A direção do hospital Santa Lúcia disse que se sente desconfortável com o comportamento da paciente, que deu apoio a Najila e que espera a investigação das autoridades.
Repercussão
Técnica de enfermagem registra Boletim de Ocorrência após ser chamada de ‘urubu preto’ em Poços de Caldas
Reprodução redes sociais
Várias entidades ligadas à luta racial divulgaram nota de repúdio sobre o caso.
O líder religioso Babalorixá Macurs Ty Odé, pai de santo na umbanda há 30 anos, reconhecido nacionalmente pela luta de respeito às religiões de matriz africana e contra as violações à população negra e indígena lamentou o episódio.
O coletivo negro Dona Laudelina Campos Melo disse que tem profundo repúdio ao ato criminoso, que acolhe a vítima e reforçou a urgêncua de um letramento racial em Poços de Caldas e que “é imprescindível que a cidade avance na construção de uma sociedade antiracista, onde profissionais negros possam excercer suas funções com respeito e segurança”.
A Escola Estadual Dr.
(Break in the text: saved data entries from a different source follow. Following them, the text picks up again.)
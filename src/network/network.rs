use serde::{Deserialize, Serialize};

use crate::error::{Error, Result};
use crate::layers::dense::{Layer, LayerGradients, LayerTape};
use crate::loss::loss::Loss;
use crate::math::matrix::Matrix;
use crate::persist;

/// Layers applied in order, reduced to a scalar by `loss`.
///
/// Cloning yields a fully independent copy; the trainer relies on this to
/// keep a best-so-far snapshot next to the live network.
#[derive(Debug, Clone, Serialize, Deserialize)]
#[serde(try_from = "RawNetwork")]
pub struct Network {
    layers: Vec<Layer>,
    loss: Loss,
}

#[derive(Deserialize)]
struct RawNetwork {
    layers: Vec<Layer>,
    #[serde(default)]
    loss: Loss,
}

impl TryFrom<RawNetwork> for Network {
    type Error = Error;

    fn try_from(raw: RawNetwork) -> Result<Network> {
        Network::new(raw.layers, raw.loss)
    }
}

/// Per-layer tapes of one forward pass.
#[derive(Debug, Clone)]
pub struct NetworkTape {
    layers: Vec<LayerTape>,
}

impl NetworkTape {
    pub fn layers(&self) -> &[LayerTape] {
        &self.layers
    }

    pub fn output(&self) -> Result<&Matrix> {
        self.layers
            .last()
            .ok_or_else(|| Error::InvalidConfig("network tape holds no layers".into()))?
            .output()
    }
}

/// Per-layer gradients of one backward pass, in layer order.
#[derive(Debug, Clone)]
pub struct NetworkGradients {
    pub layers: Vec<LayerGradients>,
}

impl NetworkGradients {
    /// Gradient w.r.t. the network input.
    pub fn input(&self) -> Option<&Matrix> {
        self.layers.first().map(|layer| &layer.input)
    }
}

/// Outcome of `Network::train_batch`: the batch loss and the gradients the
/// optimizer should apply.
#[derive(Debug, Clone)]
pub struct TrainedBatch {
    pub loss: f64,
    pub gradients: NetworkGradients,
}

impl Network {
    pub fn new(layers: Vec<Layer>, loss: Loss) -> Result<Network> {
        if layers.is_empty() {
            return Err(Error::InvalidConfig("network must have at least one layer".into()));
        }
        Ok(Network { layers, loss })
    }

    pub fn layers(&self) -> &[Layer] {
        &self.layers
    }

    pub(crate) fn layers_mut(&mut self) -> &mut [Layer] {
        &mut self.layers
    }

    pub fn loss(&self) -> Loss {
        self.loss
    }

    /// Forward pass; keeps every layer's tape for backprop.
    pub fn forward(&self, input: &Matrix) -> Result<NetworkTape> {
        let mut tapes: Vec<LayerTape> = Vec::with_capacity(self.layers.len());
        for layer in &self.layers {
            let tape = match tapes.last() {
                Some(previous) => layer.forward(previous.output()?)?,
                None => layer.forward(input)?,
            };
            tapes.push(tape);
        }
        Ok(NetworkTape { layers: tapes })
    }

    /// Forward pass without keeping intermediate tapes.
    pub fn predict(&self, input: &Matrix) -> Result<Matrix> {
        let mut current = input.clone();
        for layer in &self.layers {
            current = layer.forward(&current)?.output()?.clone();
        }
        Ok(current)
    }

    /// Backward pass from the gradient of the loss w.r.t. the network output.
    pub fn backward(&self, tape: &NetworkTape, loss_gradient: &Matrix) -> Result<NetworkGradients> {
        if tape.layers.len() != self.layers.len() {
            return Err(Error::GradientMismatch {
                expected: self.layers.len(),
                actual: tape.layers.len(),
            });
        }

        let mut gradients: Vec<LayerGradients> = Vec::with_capacity(self.layers.len());
        for (layer, layer_tape) in self.layers.iter().zip(&tape.layers).rev() {
            let layer_gradients = match gradients.last() {
                Some(next) => layer.backward(layer_tape, &next.input)?,
                None => layer.backward(layer_tape, loss_gradient)?,
            };
            gradients.push(layer_gradients);
        }
        gradients.reverse();

        Ok(NetworkGradients { layers: gradients })
    }

    /// Forward, loss, and backward for one batch. Parameters are left
    /// untouched; apply `TrainedBatch::gradients` with an optimizer.
    pub fn train_batch(&self, inputs: &Matrix, targets: &Matrix) -> Result<TrainedBatch> {
        let tape = self.forward(inputs)?;
        let loss_tape = self.loss.forward(tape.output()?, targets)?;
        let loss_gradient = self.loss.backward(&loss_tape)?;
        let gradients = self.backward(&tape, &loss_gradient)?;
        Ok(TrainedBatch {
            loss: loss_tape.output(),
            gradients,
        })
    }

    /// Loss on `(inputs, targets)` without computing gradients.
    pub fn calculate_loss(&self, inputs: &Matrix, targets: &Matrix) -> Result<f64> {
        let prediction = self.predict(inputs)?;
        Ok(self.loss.forward(&prediction, targets)?.output())
    }

    /// Serializes the network to a pretty-printed JSON file.
    pub fn save_json(&self, path: &str) -> std::io::Result<()> {
        persist::save_json(self, path)
    }

    /// Deserializes a network from a JSON file previously written by
    /// `save_json`. Files describing an empty network are rejected.
    pub fn load_json(path: &str) -> std::io::Result<Network> {
        persist::load_json(path)
    }
}
pub mod sgd;

pub use sgd::{Sgd, SgdSpec};
impl Matrix {
    pub fn filled(rows: usize, cols: usize, value: f64) -> Result<Matrix> {
        if rows == 0 || cols == 0 {
            return Err(Error::EmptyMatrix { rows, cols });
        }
        Ok(Matrix {
            rows,
            cols,
            data: vec![vec![value; cols]; rows],
        })
    }

    pub fn zeros(rows: usize, cols: usize) -> Result<Matrix> {
        Matrix::filled(rows, cols, 0.0)
    }

    pub fn ones(rows: usize, cols: usize) -> Result<Matrix> {
        Matrix::filled(rows, cols, 1.0)
    }

    pub fn from_data(data: Vec<Vec<f64>>) -> Result<Matrix> {
        let rows = data.len();
        let cols = data.first().map_or(0, Vec::len);
        if rows == 0 || cols == 0 {
            return Err(Error::EmptyMatrix { rows, cols });
        }
        if let Some((row, values)) = data.iter().enumerate().find(|(_, r)| r.len() != cols) {
            return Err(Error::RaggedData {
                row,
                expected: cols,
                actual: values.len(),
            });
        }
        Ok(Matrix { rows, cols, data })
    }

    /// Builds a matrix from row-major values.
    pub fn from_vec(rows: usize, cols: usize, values: Vec<f64>) -> Result<Matrix> {
        if rows == 0 || cols == 0 {
            return Err(Error::EmptyMatrix { rows, cols });
        }
        if values.len() != rows * cols {
            return Err(Error::ShapeMismatch {
                op: "from_vec",
                left: (rows, cols),
                right: (1, values.len()),
            });
        }
        let data = values.chunks(cols).map(<[f64]>::to_vec).collect();
        Ok(Matrix { rows, cols, data })
    }

    /// A `values.len() x 1` matrix.
    pub fn column(values: Vec<f64>) -> Result<Matrix> {
        let rows = values.len();
        Matrix::from_vec(rows, 1, values)
    }

    /// A `1 x values.len()` matrix.
    pub fn row(values: Vec<f64>) -> Result<Matrix> {
        let cols = values.len();
        Matrix::from_vec(1, cols, values)
    }

    /// Xavier (Glorot) initialization: samples from N(0, 2 / (fan_in + fan_out)).
    ///
    /// Suited to Sigmoid/Tanh/Linear layers; keeps activation and gradient
    /// variance roughly equal across layers. Biases use the same variance as
    /// the weights of their layer.
    pub fn xavier<R: Rng + ?Sized>(
        rows: usize,
        cols: usize,
        fan_in: usize,
        fan_out: usize,
        rng: &mut R,
    ) -> Result<Matrix> {
        let std_dev = (2.0 / (fan_in + fan_out) as f64).sqrt();
        let normal = Normal::new(0.0, std_dev).map_err(|e| {
            Error::InvalidConfig(format!("xavier init for fan {fan_in}+{fan_out}: {e}"))
        })?;
        let mut res = Matrix::zeros(rows, cols)?;
        for row in res.data.iter_mut() {
            for value in row.iter_mut() {
                *value = normal.sample(rng);
            }
        }
        Ok(res)
    }

    /// Internal constructor; callers guarantee `rows > 0 && cols > 0`.
    fn generate<F>(rows: usize, cols: usize, f: F) -> Matrix
    where
        F: Fn(usize, usize) -> f64,
    {
        let data = (0..rows)
            .map(|i| (0..cols).map(|j| f(i, j)).collect())
            .collect();
        Matrix { rows, cols, data }
    }

    pub fn rows(&self) -> usize {
        self.rows
    }

    pub fn cols(&self) -> usize {
        self.cols
    }

    pub fn shape(&self) -> Shape {
        (self.rows, self.cols)
    }

    pub fn data(&self) -> &[Vec<f64>] {
        &self.data
    }

    pub fn get(&self, row: usize, col: usize) -> Option<f64> {
        self.data.get(row).and_then(|r| r.get(col)).copied()
    }

    /// Row-major copy of all values.
    pub fn to_vec(&self) -> Vec<f64> {
        self.data.iter().flatten().copied().collect()
    }

    pub fn ones_like(&self) -> Matrix {
        Matrix::generate(self.rows, self.cols, |_, _| 1.0)
    }

    pub fn map<F>(&self, functor: F) -> Matrix
    where
        F: Fn(f64) -> f64,
    {
        Matrix::generate(self.rows, self.cols, |i, j| functor(self.data[i][j]))
    }

    pub fn ensure_shape(&self, expected: Shape, op: &'static str) -> Result<()> {
        if self.shape() != expected {
            return Err(Error::ShapeMismatch {
                op,
                left: self.shape(),
                right: expected,
            });
        }
        Ok(())
    }

    // -----------------------------------------------------------------------
    // Elementwise arithmetic
    // -----------------------------------------------------------------------

    fn zip_with<F>(&self, other: &Matrix, op: &'static str, f: F) -> Result<Matrix>
    where
        F: Fn(f64, f64) -> f64,
    {
        if self.shape() != other.shape() {
            return Err(Error::ShapeMismatch {
                op,
                left: self.shape(),
                right: other.shape(),
            });
        }
        Ok(Matrix::generate(self.rows, self.cols, |i, j| {
            f(self.data[i][j], other.data[i][j])
        }))
    }

    /// Applies `f` between every row of `self` and the `1 x cols` vector `row`.
    fn zip_row<F>(&self, row: &Matrix, op: &'static str, f: F) -> Result<Matrix>
    where
        F: Fn(f64, f64) -> f64,
    {
        if row.rows != 1 || row.cols != self.cols {
            return Err(Error::ShapeMismatch {
                op,
                left: self.shape(),
                right: row.shape(),
            });
        }
        Ok(Matrix::generate(self.rows, self.cols, |i, j| {
            f(self.data[i][j], row.data[0][j])
        }))
    }

    /// Applies `f` between every column of `self` and the `rows x 1` vector `col`.
    fn zip_col<F>(&self, col: &Matrix, op: &'static str, f: F) -> Result<Matrix>
    where
        F: Fn(f64, f64) -> f64,
    {
        if col.cols != 1 || col.rows != self.rows {
            return Err(Error::ShapeMismatch {
                op,
                left: self.shape(),
                right: col.shape(),
            });
        }
        Ok(Matrix::generate(self.rows, self.cols, |i, j| {
            f(self.data[i][j], col.data[i][0])
        }))
    }

    pub fn add(&self, other: &Matrix) -> Result<Matrix> {
        self.zip_with(other, "add", |a, b| a + b)
    }

    pub fn add_row(&self, row: &Matrix) -> Result<Matrix> {
        self.zip_row(row, "add_row", |a, b| a + b)
    }

    pub fn add_col(&self, col: &Matrix) -> Result<Matrix> {
        self.zip_col(col, "add_col", |a, b| a + b)
    }

    pub fn add_scalar(&self, value: f64) -> Matrix {
        self.map(|x| x + value)
    }

    pub fn sub(&self, other: &Matrix) -> Result<Matrix> {
        self.zip_with(other, "sub", |a, b| a - b)
    }

    pub fn sub_row(&self, row: &Matrix) -> Result<Matrix> {
        self.zip_row(row, "sub_row", |a, b| a - b)
    }

    pub fn sub_col(&self, col: &Matrix) -> Result<Matrix> {
        self.zip_col(col, "sub_col", |a, b| a - b)
    }

    pub fn sub_scalar(&self, value: f64) -> Matrix {
        self.map(|x| x - value)
    }

    /// Elementwise (Hadamard) product.
    pub fn mul(&self, other: &Matrix) -> Result<Matrix> {
        self.zip_with(other, "mul", |a, b| a * b)
    }

    pub fn mul_row(&self, row: &Matrix) -> Result<Matrix> {
        self.zip_row(row, "mul_row", |a, b| a * b)
    }

    pub fn mul_col(&self, col: &Matrix) -> Result<Matrix> {
        self.zip_col(col, "mul_col", |a, b| a * b)
    }

    pub fn mul_scalar(&self, value: f64) -> Matrix {
        self.map(|x| x * value)
    }

    pub fn div(&self, other: &Matrix) -> Result<Matrix> {
        self.zip_with(other, "div", |a, b| a / b)
    }

    pub fn div_row(&self, row: &Matrix) -> Result<Matrix> {
        self.zip_row(row, "div_row", |a, b| a / b)
    }

    pub fn div_col(&self, col: &Matrix) -> Result<Matrix> {
        self.zip_col(col, "div_col", |a, b| a / b)
    }

    pub fn div_scalar(&self, value: f64) -> Matrix {
        self.map(|x| x / value)
    }

    /// Standard matrix product: `(r x k) . (k x c) -> (r x c)`.
    pub fn matmul(&self, rhs: &Matrix) -> Result<Matrix> {
        if self.cols != rhs.rows {
            return Err(Error::ShapeMismatch {
                op: "matmul",
                left: self.shape(),
                right: rhs.shape(),
            });
        }

        let mut res = Matrix::generate(self.rows, rhs.cols, |_, _| 0.0);
        for i in 0..self.rows {
            for k in 0..self.cols {
                let a = self.data[i][k];
                for j in 0..rhs.cols {
                    res.data[i][j] += a * rhs.data[k][j];
                }
            }
        }

        Ok(res)
    }

    // -----------------------------------------------------------------------
    // Reductions
    // -----------------------------------------------------------------------

    fn reduce<F>(&self, axis: Axis, init: f64, f: F) -> Matrix
    where
        F: Fn(f64, f64) -> f64,
    {
        match axis {
            Axis::Row => Matrix::generate(self.rows, 1, |i, _| {
                self.data[i].iter().fold(init, |acc, &x| f(acc, x))
            }),
            Axis::Col => Matrix::generate(1, self.cols, |_, j| {
                self.data.iter().fold(init, |acc, row| f(acc, row[j]))
            }),
        }
    }

    pub fn sum(&self, axis: Axis) -> Matrix {
        self.reduce(axis, 0.0, |acc, x| acc + x)
    }

    pub fn min(&self, axis: Axis) -> Matrix {
        self.reduce(axis, f64::INFINITY, f64::min)
    }

    pub fn max(&self, axis: Axis) -> Matrix {
        self.reduce(axis, f64::NEG_INFINITY, f64::max)
    }

    pub fn sum_all(&self) -> f64 {
        self.data.iter().flatten().sum()
    }

    // -----------------------------------------------------------------------
    // Structural operations
    // -----------------------------------------------------------------------

    pub fn transpose(&self) -> Matrix {
        Matrix::generate(self.cols, self.rows, |i, j| self.data[j][i])
    }

    fn slice_indices(start: usize, stop: usize, step: usize, len: usize) -> Result<Vec<usize>> {
        if step == 0 || start >= stop || stop > len {
            return Err(Error::InvalidSlice {
                start,
                stop,
                step,
                len,
            });
        }
        Ok((start..stop).step_by(step).collect())
    }

    /// Rows `start, start + step, ...` below `stop`.
    pub fn row_slice(&self, start: usize, stop: usize, step: usize) -> Result<Matrix> {
        let indices = Matrix::slice_indices(start, stop, step, self.rows)?;
        Ok(Matrix::generate(indices.len(), self.cols, |i, j| {
            self.data[indices[i]][j]
        }))
    }

    /// Columns `start, start + step, ...` below `stop`.
    pub fn col_slice(&self, start: usize, stop: usize, step: usize) -> Result<Matrix> {
        let indices = Matrix::slice_indices(start, stop, step, self.cols)?;
        Ok(Matrix::generate(self.rows, indices.len(), |i, j| {
            self.data[i][indices[j]]
        }))
    }

    /// Tiles the matrix `factor` times along `axis`: `Row` repeats each row
    /// horizontally, `Col` repeats each column vertically.
    pub fn extend(&self, factor: usize, axis: Axis) -> Result<Matrix> {
        if factor == 0 {
            return Err(Error::InvalidConfig("extend factor must be at least 1".into()));
        }
        Ok(match axis {
            Axis::Row => Matrix::generate(self.rows, self.cols * factor, |i, j| {
                self.data[i][j % self.cols]
            }),
            Axis::Col => Matrix::generate(self.rows * factor, self.cols, |i, j| {
                self.data[i % self.rows][j]
            }),
        })
    }

    /// Concatenates `other` after `self`: `Row` appends columns (row counts
    /// must match), `Col` appends rows (column counts must match).
    pub fn stack(&self, other: &Matrix, axis: Axis) -> Result<Matrix> {
        match axis {
            Axis::Row => {
                if self.rows != other.rows {
                    return Err(Error::ShapeMismatch {
                        op: "stack",
                        left: self.shape(),
                        right: other.shape(),
                    });
                }
                let data = self
                    .data
                    .iter()
                    .zip(other.data.iter())
                    .map(|(a, b)| a.iter().chain(b.iter()).copied().collect())
                    .collect();
                Ok(Matrix {
                    rows: self.rows,
                    cols: self.cols + other.cols,
                    data,
                })
            }
            Axis::Col => {
                if self.cols != other.cols {
                    return Err(Error::ShapeMismatch {
                        op: "stack",
                        left: self.shape(),
                        right: other.shape(),
                    });
                }
                let data = self.data.iter().chain(other.data.iter()).cloned().collect();
                Ok(Matrix {
                    rows: self.rows + other.rows,
                    cols: self.cols,
                    data,
                })
            }
        }
    }

    /// Reorders entries along `axis` by `indices`: `Col` permutes rows,
    /// `Row` permutes columns. `indices` must be a permutation of the
    /// permuted dimension.
    pub fn shuffle(&self, indices: &[usize], axis: Axis) -> Result<Matrix> {
        let len = match axis {
            Axis::Row => self.cols,
            Axis::Col => self.rows,
        };
        if indices.len() != len {
            return Err(Error::InvalidPermutation(format!(
                "expected {len} indices, got {}",
                indices.len()
            )));
        }
        let mut seen = vec![false; len];
        for &index in indices {
            if index >= len {
                return Err(Error::IndexOutOfBounds { index, len });
            }
            if std::mem::replace(&mut seen[index], true) {
                return Err(Error::InvalidPermutation(format!(
                    "index {index} appears more than once"
                )));
            }
        }
        Ok(match axis {
            Axis::Row => Matrix::generate(self.rows, self.cols, |i, j| self.data[i][indices[j]]),
            Axis::Col => Matrix::generate(self.rows, self.cols, |i, j| self.data[indices[i]][j]),
        })
    }

    /// `1 x (rows * cols)` row-major view of the values.
    pub fn flatten(&self) -> Matrix {
        Matrix {
            rows: 1,
            cols: self.rows * self.cols,
            data: vec![self.to_vec()],
        }
    }

    pub fn reshape(&self, rows: usize, cols: usize) -> Result<Matrix> {
        if rows * cols != self.rows * self.cols {
            return Err(Error::ShapeMismatch {
                op: "reshape",
                left: self.shape(),
                right: (rows, cols),
            });
        }
        Matrix::from_vec(rows, cols, self.to_vec())
    }

    // -----------------------------------------------------------------------
    // Comparison
    // -----------------------------------------------------------------------

    /// True when shapes match and every pair of values differs by at most
    /// `epsilon`.
    pub fn equal_values(&self, other: &Matrix, epsilon: f64) -> bool {
        self.shape() == other.shape()
            && self
                .data
                .iter()
                .flatten()
                .zip(other.data.iter().flatten())
                .all(|(a, b)| (a - b).abs() <= epsilon)
    }

    pub fn approx_eq(&self, other: &Matrix) -> bool {
        self.equal_values(other, DEFAULT_EPSILON)
    }
}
João Eugênio e a professoa Cíntia Terezinha Lemes, integrante do Centro Afrobrasileiro Chico Rei, chamaram o ato de “abominável” e exigiu rigor na investigação e punição dos responsáveis pela agressão. “Tais atos configuram uma violência moral e psicológica que causa anos irreparáveis às vítimas”, afirmou nota.
De acordo com a coordenadora da divisão de políticas de promoção da igualdade social e étnica, da secretaria municipal de Assistência Social, Nancy Moraes, reforçou a importância de denunciar casos de injúria racial.
“A injúria racial é crime e ela tem que ser denunciada, sim. É necessário que a gente brigue pelos nossos direitos. Mesmo que às vezes nos dê insatisfação que depois que se faz a denúncia, às vezes não acontece o que a gente está esperando, mas é preciso denunciar sim. Hoje a injúria racial como racismo são crimes e a pessoa tem que ser conduzida e tem que pagar por isso. A pessoa tem que ser responsabilizada”, afirmou.
O cime de injúria racial é imprescritível e desde 2023 é equiparado ao crime de racismo, com pena de 2 a 5 anos de prisão.
“É impossível que em pleno século XXI a gente tenha que passar por essa indignação. Nós todos estamos indignados. Hoje, toda população preta de Poços de Caldas é Najila. E toda pessoa anti-racista também é Najila. Nós não podemos deixar que isso passe, como se nada tivesse acontecido, normalizando coisas que não são normais. O respeito é necessário. A gente vai trabalhar e vai estar com a Najila, exigindo que a lei seja cumprida”, disse Nancy.
Crime na região
Denúncias de racismo e injúria racial aumentaram no Sul de Minas
Arquivo/Divulgação/Prefeitura de Santos
De acordo com dados da Secretaria de Estado de Justiça e Segurança Pública (Sejusp), Minas Gerais registrou 1.126 denúncias de injúria racial em 2024.
As quatro cidades mais populosas do Sul de Minas tiveram aumento deste tipo de denúncia no período de janeiro a agosto de 2024, comparado com o mesmo período de 2023:
Em Poços de Caldas, foram 22 casos nos oito primeiros meses do ano passado, dez a mais do que no mesmo período de 2023.
Já em Passos, os registros passaram de 3, em 2023, para 5 em 2024.
Em Pouso Alegre, os casos dobraram: em 2023 foram 7 e, em 2024, foram 15.
Em Varginha, o aumento foi de 267%, passando de três em 2023 para 11 em 2024.